L’adoption internationale est encouragée par les congrégations religieuses qui gèrent des orphelinats dans le tiers-monde. Elle est alors considérée comme un acte de solidarité, rejoignant les préoccupations du secteur humanitaire naissant. Mais elle prend vraiment son essor dans les années 1970, au moment où le nombre d’enfants français adoptables diminue.

« D’une visée humanitaire, permettant de sauver définitivement un enfant de la guerre ou d’une catastrophe, l’adoption devient également une solution pour des couples en mal d’enfant », note l’historien. 

Dans les années 1980, le mouvement s’amplifie, notamment depuis l’Asie et l’Amérique latine.
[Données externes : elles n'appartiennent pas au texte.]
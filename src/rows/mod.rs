//! Row model: per (role, section) rules for row identity and projection.
//!
//! The rules live in a lookup table resolved once per render into a
//! [`SectionDescriptor`]. Combinations that have no rule resolve to the
//! explicit [`SectionDescriptor::Empty`] variant, which has no columns
//! and projects nothing; an unknown or disallowed section shows an empty
//! table instead of failing.

pub mod format;

use crate::model::{Role, Row, Section, SectionKey};

/// Separator of composite row identities.
pub const COMPOSITE_SEPARATOR: &str = "/";

/// How the identity of a row is derived.
#[derive(Debug, Clone, Copy, PartialEq, Eq)]
pub enum Identity {
    /// The server's row key.
    RowKey,
    /// A single raw column.
    Column(usize),
    /// Several raw columns joined with [`COMPOSITE_SEPARATOR`].
    Composite(&'static [usize]),
}

/// One displayed field, computed from the raw row.
#[derive(Debug, Clone, Copy, PartialEq, Eq)]
pub enum Field {
    /// Raw column value.
    Raw(usize),
    /// Abbreviated commit id.
    ShortHash(usize),
    /// Commit time from epoch seconds, offset minutes and sign columns.
    CommitDate {
        /// Epoch seconds column.
        seconds: usize,
        /// Offset minutes column.
        offset: usize,
        /// Offset sign column.
        sign: usize,
    },
    /// RFC 3339 timestamp column.
    Timestamp(usize),
    /// Enum-like value stored with quotes.
    Unquoted(usize),
    /// Federal state code shown by name.
    Land(usize),
    /// Access request state from granted-by / rejected-by columns.
    AccessStatus {
        /// Granted-by column.
        granted: usize,
        /// Rejected-by column.
        rejected: usize,
    },
}

impl Field {
    /// Compute the display value. Missing columns read as `""`.
    #[must_use]
    pub fn render(self, row: &[String]) -> String {
        let col = |i: usize| row.get(i).map_or("", String::as_str);
        match self {
            Self::Raw(i) => col(i).to_string(),
            Self::ShortHash(i) => format::short_hash(col(i)),
            Self::CommitDate { seconds, offset, sign } => {
                if col(seconds).is_empty() {
                    String::new()
                } else {
                    format::commit_date(col(seconds), col(offset), col(sign))
                }
            }
            Self::Timestamp(i) => format::timestamp(col(i)),
            Self::Unquoted(i) => format::unquote(col(i)),
            Self::Land(i) => format::land_name(col(i)).to_string(),
            Self::AccessStatus { granted, rejected } => {
                format::access_status(col(granted), col(rejected))
            }
        }
    }
}

/// Rules for one section table.
#[derive(Debug, PartialEq, Eq)]
pub struct TableDescriptor {
    /// Column labels, one per projected field.
    pub columns: &'static [&'static str],
    /// Identity rule.
    pub identity: Identity,
    /// Displayed fields.
    pub projection: &'static [Field],
}

/// Resolved rules for the active (role, section) pair.
#[derive(Debug, Clone, Copy, PartialEq, Eq)]
pub enum SectionDescriptor {
    /// A known table.
    Table(&'static TableDescriptor),
    /// No rule registered: no columns, no rows.
    Empty,
}

impl SectionDescriptor {
    /// Whether this is the empty descriptor.
    #[must_use]
    pub const fn is_empty(&self) -> bool {
        matches!(self, Self::Empty)
    }

    /// Column labels.
    #[must_use]
    pub const fn columns(&self) -> &'static [&'static str] {
        match self {
            Self::Table(table) => table.columns,
            Self::Empty => &[],
        }
    }

    /// Even column width in percent, `100 / column count` (0 without columns).
    #[must_use]
    pub fn column_width(&self) -> f64 {
        match self.columns().len() {
            0 => 0.0,
            n => 100.0 / n as f64,
        }
    }

    /// Canonical selection key of a row.
    #[must_use]
    pub fn row_id(&self, key: &str, row: &[String]) -> String {
        let identity = match self {
            Self::Table(table) => table.identity,
            Self::Empty => Identity::RowKey,
        };
        let col = |i: usize| row.get(i).map_or("", String::as_str);
        match identity {
            Identity::RowKey => key.to_string(),
            Identity::Column(i) => col(i).to_string(),
            Identity::Composite(cols) => cols
                .iter()
                .map(|i| col(*i).trim())
                .collect::<Vec<_>>()
                .join(COMPOSITE_SEPARATOR),
        }
    }

    /// Displayed fields of a row.
    #[must_use]
    pub fn project(&self, row: &[String]) -> Vec<String> {
        match self {
            Self::Table(table) => table.projection.iter().map(|f| f.render(row)).collect(),
            Self::Empty => Vec::new(),
        }
    }

    /// Identities of all rows of a section, in delivery order.
    pub fn row_ids<'a>(&'a self, section: &'a Section) -> impl Iterator<Item = String> + 'a {
        section.iter().map(move |(key, row)| self.row_id(key, row))
    }

    /// Find a row by identity. Absent ids are simply `None`.
    #[must_use]
    pub fn find<'s>(&self, section: &'s Section, id: &str) -> Option<(&'s str, &'s Row)> {
        if let Self::Table(TableDescriptor {
            identity: Identity::RowKey,
            ..
        }) = self
        {
            return section.rows.get_key_value(id).map(|(k, r)| (k.as_str(), r));
        }
        section.iter().find(|(key, row)| self.row_id(key, row) == id)
    }
}

static CHANGES: TableDescriptor = TableDescriptor {
    columns: &["Commit", "Name", "E-Mail", "Datum", "Zusammenfassung"],
    identity: Identity::Column(0),
    projection: &[
        Field::ShortHash(0),
        Field::Raw(1),
        Field::Raw(2),
        Field::CommitDate {
            seconds: 3,
            offset: 4,
            sign: 5,
        },
        Field::Raw(6),
    ],
};

static ACCESSES: TableDescriptor = TableDescriptor {
    columns: &["Name", "E-Mail", "Typ", "Grund", "Blätter", "Status", "Datum"],
    identity: Identity::Column(0),
    projection: &[
        Field::Raw(1),
        Field::Raw(2),
        Field::Unquoted(3),
        Field::Raw(4),
        Field::Raw(5),
        Field::AccessStatus {
            granted: 6,
            rejected: 7,
        },
        Field::Timestamp(8),
    ],
};

static USERS: TableDescriptor = TableDescriptor {
    columns: &["Name", "E-Mail", "Kontotyp", "Fingerprint"],
    identity: Identity::Column(1),
    projection: &[Field::Raw(0), Field::Raw(1), Field::Raw(2), Field::Raw(4)],
};

static DISTRICTS: TableDescriptor = TableDescriptor {
    columns: &["Land", "Amtsgericht", "Bezirk"],
    identity: Identity::Composite(&[0, 1, 2]),
    projection: &[Field::Land(0), Field::Raw(1), Field::Raw(2)],
};

static SUBSCRIPTIONS: TableDescriptor = TableDescriptor {
    columns: &["Typ", "Ziel", "Amtsgericht", "Bezirk", "Blatt", "Aktenzeichen"],
    identity: Identity::Column(0),
    projection: &[
        Field::Unquoted(1),
        Field::Raw(2),
        Field::Raw(3),
        Field::Raw(4),
        Field::Raw(5),
        Field::Raw(6),
    ],
};

static SHEETS: TableDescriptor = TableDescriptor {
    columns: &["Land", "Amtsgericht", "Bezirk", "Blatt", "Letzte Änderung"],
    identity: Identity::Composite(&[0, 1, 2, 3]),
    projection: &[
        Field::Land(0),
        Field::Raw(1),
        Field::Raw(2),
        Field::Raw(3),
        Field::Timestamp(4),
    ],
};

/// (role, section) → rules.
static DESCRIPTORS: &[(Role, SectionKey, &TableDescriptor)] = &[
    (Role::Admin, SectionKey::Changes, &CHANGES),
    (Role::Admin, SectionKey::Accesses, &ACCESSES),
    (Role::Admin, SectionKey::Users, &USERS),
    (Role::Admin, SectionKey::Districts, &DISTRICTS),
    (Role::Admin, SectionKey::Subscriptions, &SUBSCRIPTIONS),
    (Role::Admin, SectionKey::AccountSettings, &USERS),
    (Role::Bearbeiter, SectionKey::OwnChanges, &CHANGES),
    (Role::Bearbeiter, SectionKey::Sheets, &SHEETS),
    (Role::Bearbeiter, SectionKey::Subscriptions, &SUBSCRIPTIONS),
    (Role::Bearbeiter, SectionKey::AccountSettings, &USERS),
    (Role::Gast, SectionKey::Sheets, &SHEETS),
    (Role::Gast, SectionKey::Subscriptions, &SUBSCRIPTIONS),
    (Role::Gast, SectionKey::AccountSettings, &USERS),
];

/// Resolve the rules for a role and section.
#[must_use]
pub fn descriptor(role: Role, key: SectionKey) -> SectionDescriptor {
    DESCRIPTORS
        .iter()
        .find(|(r, k, _)| *r == role && *k == key)
        .map_or(SectionDescriptor::Empty, |(_, _, table)| {
            SectionDescriptor::Table(table)
        })
}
Suivront les pays d’Europe de l’Est et d’Afrique dans les années 1990. Les pays musulmans ne figurent pas parmi les pays sources de l’adoption, l’islam ne reconnaissant pas ce type de filiation.

Aujourd’hui, l’adoption dans le pays d’origine est encouragée

Yves Dénéchère n’élude pas les difficultés et les dérives de certaines procédures. Il rapporte par exemple l’histoire de cet enfant reconduit dans son pays d’origine, dès son arrivée à l’aéroport, faute de convenir à sa famille adoptive, les trafics organisés par des intermédiaires malhonnêtes ou encore les manœuvres de certains pays sources, qui ouvrent et ferment les vannes de l’adoption pour des raisons politiques. 

Mais son livre fourmille aussi d’histoires personnelles émouvantes, comme celle des époux Alingrin, qui ont adopté 17 enfants handicapés à la fin des années 1960 et œuvré pour offrir une famille à 200 enfants malades ou blessés de 21 pays différents.

Depuis la convention de La Haye, ratifiée par la France en 1998, l’adoption internationale est entrée dans une phase de régulation. Elle tend à diminuer au profit de l’adoption dans le pays d’origine, fortement encouragée. « Cette histoire reste à écrire, car la grande génération d’adoptés devient adulte, indique Yves Denéchère. Ils commencent à témoigner et devenir de plus en plus visibles. »

(1) Dans Des enfants venus de loin (Armand Colin, 408 p., 23,90 €), Yves Denéchère met en valeur des archives inédites (publiques et privées, ministérielles et associatives), ainsi que des témoignages d’adoptés et d’adoptants. Il propose aussi un certain nombre de sources audiovisuelles.